* Task statement:
Return every line of the records that includes the string "pair".

* Stored data:
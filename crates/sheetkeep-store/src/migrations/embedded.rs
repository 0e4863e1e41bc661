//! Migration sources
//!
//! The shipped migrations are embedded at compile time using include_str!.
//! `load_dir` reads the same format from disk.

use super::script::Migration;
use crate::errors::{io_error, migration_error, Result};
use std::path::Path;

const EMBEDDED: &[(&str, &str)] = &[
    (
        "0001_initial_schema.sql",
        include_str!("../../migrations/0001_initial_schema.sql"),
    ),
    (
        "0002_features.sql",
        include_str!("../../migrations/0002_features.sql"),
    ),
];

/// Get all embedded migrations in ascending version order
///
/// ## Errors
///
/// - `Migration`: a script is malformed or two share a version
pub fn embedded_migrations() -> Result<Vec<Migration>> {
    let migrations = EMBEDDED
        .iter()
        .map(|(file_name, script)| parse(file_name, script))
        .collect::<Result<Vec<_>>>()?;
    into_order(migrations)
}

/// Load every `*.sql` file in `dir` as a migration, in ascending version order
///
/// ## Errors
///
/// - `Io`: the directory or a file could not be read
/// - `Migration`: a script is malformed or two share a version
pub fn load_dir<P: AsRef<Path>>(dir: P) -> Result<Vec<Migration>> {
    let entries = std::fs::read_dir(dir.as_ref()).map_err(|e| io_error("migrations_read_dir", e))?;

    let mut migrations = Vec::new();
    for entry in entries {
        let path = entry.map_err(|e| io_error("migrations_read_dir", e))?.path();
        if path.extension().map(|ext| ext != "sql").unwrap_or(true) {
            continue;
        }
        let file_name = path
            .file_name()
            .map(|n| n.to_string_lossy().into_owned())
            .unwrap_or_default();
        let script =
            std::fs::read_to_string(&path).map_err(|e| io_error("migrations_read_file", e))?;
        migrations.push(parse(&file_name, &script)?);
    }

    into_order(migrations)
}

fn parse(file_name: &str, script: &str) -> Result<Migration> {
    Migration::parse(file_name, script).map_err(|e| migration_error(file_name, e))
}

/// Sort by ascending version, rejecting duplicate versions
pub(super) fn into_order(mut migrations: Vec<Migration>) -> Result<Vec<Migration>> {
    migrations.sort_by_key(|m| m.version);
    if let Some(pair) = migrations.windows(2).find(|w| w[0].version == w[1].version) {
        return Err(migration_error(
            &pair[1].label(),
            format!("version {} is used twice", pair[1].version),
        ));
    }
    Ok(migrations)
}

* Task solution:
    if let Some(pair) = migrations.windows(2).find(|w| w[0].version == w[1].version) {
            &pair[1].label(),
            format!("version {} is used twice", pair[1].version),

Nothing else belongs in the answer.